Keratin—a small protein—is found in grand abundance in animals of all kinds. Keratins are found in the upper layer of our skin, in the tough layers of our nails, and twisted into bundles to form the core of each strand of our hair. Scientists have long understood keratin as a passive biological building block—sturdy, and strong, giving shape and definition to the structures it serves.
But new work suggests that fragments of this protein are doing double duty as warriors, contributing to the ongoing defense of the cornea against bacterial infection and, more importantly, may serve as the building block of powerful new antibiotics.
A team of vision scientists and infectious disease experts at the University of California, Berkeley, discovered bits of the protein in the outer regions of the eye, and surmising a bug-killing power, tested them on a whole range of bacteria. Commonplace villains which cause diarrhea (E.coli) and staph infections (Staph aureus) were snuffed out, and hardier strains which cause strep throat and the flesh-eating disease (Streptococcus pyogenes) were also overcome.
“It really helps us understand why the corneal surface is resistant to infection,” Suzanne Fleiszig, who led the study, tells Co.Exist. In fact, she added, “It’s possible we’ve stumbled on a whole system. It could be that they work together as a family.” Because the fragments are so small, they can be easily synthesized for study. And when they are better understood, they could one day be cheaply produced in large quantities as antimicrobial drugs.
In their tests, the team found that different fragments targeted and killed different bacteria. Finding out how exactly the fragments work is high on the to-do list, but it’s likely that each uses a different mode of attack to disarm the bacteria they go after.
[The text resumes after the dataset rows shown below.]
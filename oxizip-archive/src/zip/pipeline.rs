//! Entry data pipelines.
//!
//! Writing: source → CRC-32 → deflate (serial or block-parallel) →
//! encryption → byte counter → archive. Reading: bounded raw bytes →
//! decryption → inflate → CRC-32 and size check at end of stream.

use super::aes::{AesReader, AesStrength, AesWriter};
use super::crypto::{ZipCryptoReader, ZipCryptoWriter};
use flate2::read::DeflateDecoder;
use flate2::write::DeflateEncoder;
use flate2::{Compress, Compression, FlushCompress, Status};
use oxizip_core::entry::{CompressionMethod, EncryptionAlgorithm};
use oxizip_core::error::{OxiZipError, Result};
use rayon::prelude::*;
use std::io::{self, Read, Write};

/// Block size for parallel deflate.
pub const PARALLEL_BLOCK_SIZE: usize = 128 * 1024;

/// Default copy buffer size.
pub const DEFAULT_BUFFER_SIZE: usize = 64 * 1024;

/// Writer that counts bytes passed through.
#[derive(Debug)]
pub struct CountingWriter<W: Write> {
    inner: W,
    count: u64,
}

impl<W: Write> CountingWriter<W> {
    /// Wrap a writer.
    pub fn new(inner: W) -> Self {
        Self { inner, count: 0 }
    }

    /// Bytes written so far.
    pub fn count(&self) -> u64 {
        self.count
    }
}

impl<W: Write> Write for CountingWriter<W> {
    fn write(&mut self, buf: &[u8]) -> io::Result<usize> {
        let n = self.inner.write(buf)?;
        self.count += n as u64;
        Ok(n)
    }

    fn flush(&mut self) -> io::Result<()> {
        self.inner.flush()
    }
}

fn compress_block(data: &[u8], level: Compression, last: bool) -> io::Result<Vec<u8>> {
    let mut engine = Compress::new(level, false);
    let flush = if last {
        FlushCompress::Finish
    } else {
        FlushCompress::Sync
    };
    let mut out = Vec::with_capacity(data.len() + data.len() / 8 + 64);
    loop {
        let consumed = engine.total_in() as usize;
        let status = engine
            .compress_vec(&data[consumed..], &mut out, flush)
            .map_err(io::Error::other)?;
        let all_in = engine.total_in() as usize == data.len();
        let room_left = out.len() < out.capacity();
        match status {
            Status::StreamEnd => break,
            _ if !last && all_in && room_left => break,
            _ => out.reserve(out.capacity().max(4096)),
        }
    }
    Ok(out)
}

/// Deflate writer that compresses fixed-size blocks concurrently.
///
/// Input is cut into [`PARALLEL_BLOCK_SIZE`] blocks. Each block is
/// compressed independently on the rayon pool; every block but the last
/// ends with a sync flush and the last one finishes the stream, so the
/// concatenation is a single raw deflate stream. Blocks are written in
/// input order.
pub struct ParallelDeflateWriter<W: Write> {
    inner: W,
    level: Compression,
    batch: usize,
    pending: Vec<Vec<u8>>,
    current: Vec<u8>,
}

impl<W: Write> ParallelDeflateWriter<W> {
    /// Create a writer compressing at `level` (0-9).
    pub fn new(inner: W, level: u32) -> Self {
        Self {
            inner,
            level: Compression::new(level.min(9)),
            batch: rayon::current_num_threads().max(1),
            pending: Vec::new(),
            current: Vec::with_capacity(PARALLEL_BLOCK_SIZE),
        }
    }

    fn write_blocks(&mut self, blocks: Vec<Vec<u8>>, last_is_final: bool) -> io::Result<()> {
        let level = self.level;
        let count = blocks.len();
        let compressed: Vec<io::Result<Vec<u8>>> = blocks
            .par_iter()
            .enumerate()
            .map(|(i, block)| compress_block(block, level, last_is_final && i + 1 == count))
            .collect();
        for block in compressed {
            self.inner.write_all(&block?)?;
        }
        Ok(())
    }

    /// Compress what is buffered, end the stream and return the inner writer.
    pub fn finish(mut self) -> io::Result<W> {
        if !self.current.is_empty() || self.pending.is_empty() {
            let tail = std::mem::take(&mut self.current);
            self.pending.push(tail);
        }
        let blocks = std::mem::take(&mut self.pending);
        self.write_blocks(blocks, true)?;
        Ok(self.inner)
    }
}

impl<W: Write> Write for ParallelDeflateWriter<W> {
    fn write(&mut self, mut data: &[u8]) -> io::Result<usize> {
        let len = data.len();
        while !data.is_empty() {
            let room = PARALLEL_BLOCK_SIZE - self.current.len();
            let take = room.min(data.len());
            self.current.extend_from_slice(&data[..take]);
            data = &data[take..];
            if self.current.len() == PARALLEL_BLOCK_SIZE {
                let full = std::mem::replace(&mut self.current, Vec::with_capacity(PARALLEL_BLOCK_SIZE));
                self.pending.push(full);
            }
            // Keep one block back so the final block is known at finish.
            if self.pending.len() > self.batch {
                let rest = self.pending.split_off(self.batch);
                let ready = std::mem::replace(&mut self.pending, rest);
                self.write_blocks(ready, false)?;
            }
        }
        Ok(len)
    }

    fn flush(&mut self) -> io::Result<()> {
        self.inner.flush()
    }
}

enum Sealer<W: Write> {
    Plain(W),
    ZipCrypto(ZipCryptoWriter<W>),
    Aes(AesWriter<W>),
}

impl<W: Write> Sealer<W> {
    fn finish(self) -> io::Result<W> {
        match self {
            Self::Plain(w) => Ok(w),
            Self::ZipCrypto(w) => Ok(w.into_inner()),
            Self::Aes(w) => w.finish(),
        }
    }
}

impl<W: Write> Write for Sealer<W> {
    fn write(&mut self, buf: &[u8]) -> io::Result<usize> {
        match self {
            Self::Plain(w) => w.write(buf),
            Self::ZipCrypto(w) => w.write(buf),
            Self::Aes(w) => w.write(buf),
        }
    }

    fn flush(&mut self) -> io::Result<()> {
        match self {
            Self::Plain(w) => w.flush(),
            Self::ZipCrypto(w) => w.flush(),
            Self::Aes(w) => w.flush(),
        }
    }
}

enum Packer<W: Write> {
    Stored(W),
    Deflate(DeflateEncoder<W>),
    Parallel(ParallelDeflateWriter<W>),
}

impl<W: Write> Packer<W> {
    fn finish(self) -> io::Result<W> {
        match self {
            Self::Stored(w) => Ok(w),
            Self::Deflate(w) => w.finish(),
            Self::Parallel(w) => w.finish(),
        }
    }
}

impl<W: Write> Write for Packer<W> {
    fn write(&mut self, buf: &[u8]) -> io::Result<usize> {
        match self {
            Self::Stored(w) => w.write(buf),
            Self::Deflate(w) => w.write(buf),
            Self::Parallel(w) => w.write(buf),
        }
    }

    fn flush(&mut self) -> io::Result<()> {
        match self {
            Self::Stored(w) => w.flush(),
            Self::Deflate(w) => w.flush(),
            Self::Parallel(w) => w.flush(),
        }
    }
}

/// How to encode one entry.
#[derive(Debug, Clone)]
pub(crate) struct EncodeSettings<'a> {
    pub method: CompressionMethod,
    pub level: u32,
    pub encryption: EncryptionAlgorithm,
    pub password: &'a [u8],
    /// Check byte for the ZipCrypto header.
    pub check_byte: u8,
    pub parallel: bool,
    pub buffer_size: usize,
}

/// Result of encoding one entry.
#[derive(Debug, Clone, Copy, PartialEq, Eq)]
pub(crate) struct EncodeOutcome {
    pub crc32: u32,
    pub uncompressed: u64,
    pub compressed: u64,
}

/// Which side of the pipeline failed.
#[derive(Debug)]
pub(crate) enum EncodeError {
    /// Reading the entry source failed.
    Source(OxiZipError),
    /// Writing the archive failed.
    Sink(OxiZipError),
}

fn sink(e: io::Error) -> EncodeError {
    EncodeError::Sink(OxiZipError::from_io(e))
}

/// Run `source` through the write pipeline into `out`.
///
/// `on_bytes` is called with the running uncompressed byte count.
pub(crate) fn encode<W: Write>(
    source: &mut dyn Read,
    out: W,
    settings: &EncodeSettings<'_>,
    on_bytes: &mut dyn FnMut(u64),
) -> std::result::Result<EncodeOutcome, EncodeError> {
    let counter = CountingWriter::new(out);
    let sealer = match settings.encryption {
        EncryptionAlgorithm::None => Sealer::Plain(counter),
        EncryptionAlgorithm::PkzipWeak => Sealer::ZipCrypto(
            ZipCryptoWriter::new(counter, settings.password, settings.check_byte).map_err(sink)?,
        ),
        aes => {
            let strength = AesStrength::for_algorithm(aes).ok_or_else(|| {
                EncodeError::Sink(OxiZipError::unsupported_method(aes.to_string()))
            })?;
            Sealer::Aes(AesWriter::new(counter, settings.password, strength).map_err(EncodeError::Sink)?)
        }
    };

    let mut packer = match settings.method {
        CompressionMethod::Stored => Packer::Stored(sealer),
        CompressionMethod::Deflate if settings.parallel => {
            Packer::Parallel(ParallelDeflateWriter::new(sealer, settings.level))
        }
        CompressionMethod::Deflate => {
            Packer::Deflate(DeflateEncoder::new(sealer, Compression::new(settings.level.min(9))))
        }
        CompressionMethod::Unknown(id) => {
            return Err(EncodeError::Sink(OxiZipError::unsupported_method(format!(
                "method {id}"
            ))));
        }
    };

    let mut hasher = crc32fast::Hasher::new();
    let mut buf = vec![0u8; settings.buffer_size.max(1)];
    let mut total = 0u64;
    loop {
        let n = match source.read(&mut buf) {
            Ok(0) => break,
            Ok(n) => n,
            Err(e) if e.kind() == io::ErrorKind::Interrupted => continue,
            Err(e) => return Err(EncodeError::Source(OxiZipError::from_io(e))),
        };
        hasher.update(&buf[..n]);
        total += n as u64;
        packer.write_all(&buf[..n]).map_err(sink)?;
        on_bytes(total);
    }

    let sealer = packer.finish().map_err(sink)?;
    let counter = sealer.finish().map_err(sink)?;
    Ok(EncodeOutcome {
        crc32: hasher.finalize(),
        uncompressed: total,
        compressed: counter.count(),
    })
}

/// How to decode one entry.
#[derive(Debug, Clone)]
pub(crate) struct DecodeSettings {
    pub name: String,
    pub method: CompressionMethod,
    pub encryption: Decryption,
    pub compressed_size: u64,
    pub uncompressed_size: u64,
    pub crc32: u32,
    pub verify_crc: bool,
}

/// Decryption parameters.
#[derive(Debug, Clone)]
pub(crate) enum Decryption {
    None,
    ZipCrypto { password: Vec<u8>, check_byte: u8 },
    Aes { password: Vec<u8>, strength: AesStrength },
}

enum Opener<R: Read> {
    Plain(R),
    ZipCrypto(ZipCryptoReader<R>),
    Aes(AesReader<R>),
}

impl<R: Read> Read for Opener<R> {
    fn read(&mut self, buf: &mut [u8]) -> io::Result<usize> {
        match self {
            Self::Plain(r) => r.read(buf),
            Self::ZipCrypto(r) => r.read(buf),
            Self::Aes(r) => r.read(buf),
        }
    }
}

enum Unpacker<R: Read> {
    Stored(R),
    Deflate(DeflateDecoder<R>),
}

/// Streaming reader over one entry's uncompressed data.
///
/// The CRC-32, the uncompressed size and (for AES) the authentication code
/// are verified when the end of the data is reached; failures are reported
/// as [`io::Error`]s carrying the [`OxiZipError`], recoverable with
/// [`OxiZipError::from_io`].
pub struct EntryReader<'a> {
    inner: Unpacker<Opener<Box<dyn Read + 'a>>>,
    hasher: crc32fast::Hasher,
    produced: u64,
    settings: DecodeSettings,
    done: bool,
}

impl<'a> EntryReader<'a> {
    pub(crate) fn new(raw: Box<dyn Read + 'a>, settings: DecodeSettings) -> Result<Self> {
        let opener = match &settings.encryption {
            Decryption::None => Opener::Plain(raw),
            Decryption::ZipCrypto {
                password,
                check_byte,
            } => Opener::ZipCrypto(ZipCryptoReader::new(raw, password, *check_byte, &settings.name)?),
            Decryption::Aes { password, strength } => Opener::Aes(AesReader::new(
                raw,
                password,
                *strength,
                settings.compressed_size,
                &settings.name,
            )?),
        };
        let inner = match settings.method {
            CompressionMethod::Stored => Unpacker::Stored(opener),
            CompressionMethod::Deflate => Unpacker::Deflate(DeflateDecoder::new(opener)),
            CompressionMethod::Unknown(id) => {
                return Err(OxiZipError::unsupported_method(format!(
                    "method {id} in {}",
                    settings.name
                )));
            }
        };
        Ok(Self {
            inner,
            hasher: crc32fast::Hasher::new(),
            produced: 0,
            settings,
            done: false,
        })
    }

    /// Uncompressed size recorded in the archive.
    pub fn size(&self) -> u64 {
        self.settings.uncompressed_size
    }

    fn finish(&mut self) -> io::Result<()> {
        self.done = true;
        let opener = match &mut self.inner {
            Unpacker::Stored(o) => o,
            Unpacker::Deflate(d) => d.get_mut(),
        };
        // Drain so a trailing AES authentication code gets checked.
        io::copy(opener, &mut io::sink())?;

        let s = &self.settings;
        if self.produced != s.uncompressed_size {
            return Err(OxiZipError::bad_read(format!(
                "{}: expected {} bytes, decoded {}",
                s.name, s.uncompressed_size, self.produced
            ))
            .into_io());
        }
        if s.verify_crc {
            let computed = self.hasher.clone().finalize();
            if computed != s.crc32 {
                return Err(OxiZipError::crc_mismatch(&s.name, s.crc32, computed).into_io());
            }
        }
        Ok(())
    }
}

impl Read for EntryReader<'_> {
    fn read(&mut self, buf: &mut [u8]) -> io::Result<usize> {
        if self.done || buf.is_empty() {
            return Ok(0);
        }
        let n = match &mut self.inner {
            Unpacker::Stored(r) => r.read(buf)?,
            Unpacker::Deflate(r) => r.read(buf)?,
        };
        if n == 0 {
            self.finish()?;
            return Ok(0);
        }
        self.hasher.update(&buf[..n]);
        self.produced += n as u64;
        if self.produced > self.settings.uncompressed_size {
            return Err(OxiZipError::bad_read(format!(
                "{}: more data than the recorded {} bytes",
                self.settings.name, self.settings.uncompressed_size
            ))
            .into_io());
        }
        Ok(n)
    }
}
If that’s indeed the case, one hypothesis is that combining the fragments will yield a versatile antibiotic—one that bacteria find more difficult to grow resistant to.
Fleiszig says she is particularly enthused about the possibility that the peptides play well together because it suggests that this new class of drugs could fight bacteria that have developed antimicrobial resistance. “We may be able to design drugs where you’re not just using one fragment but more than one,” Fleiszig says. “If you use more than one together, then you might decrease the chance of resistance happening.” (With more than one kind of opponent, the probability that the bacteria develop a resistance to the antimicrobial agent falls dramatically.)
At present, several questions remain. It’s not quite clear how the fragments peel off from the keratin and assemble in the cornea, for example, or where they carry out their attack. And an early next step will be to understand how they work—separately and together—in killing the microbes they encounter. But this late discovery of a simple soldier in the battle against infection allows for the exciting possibility that there are other fighters, as yet unrecognized, lurking by their side.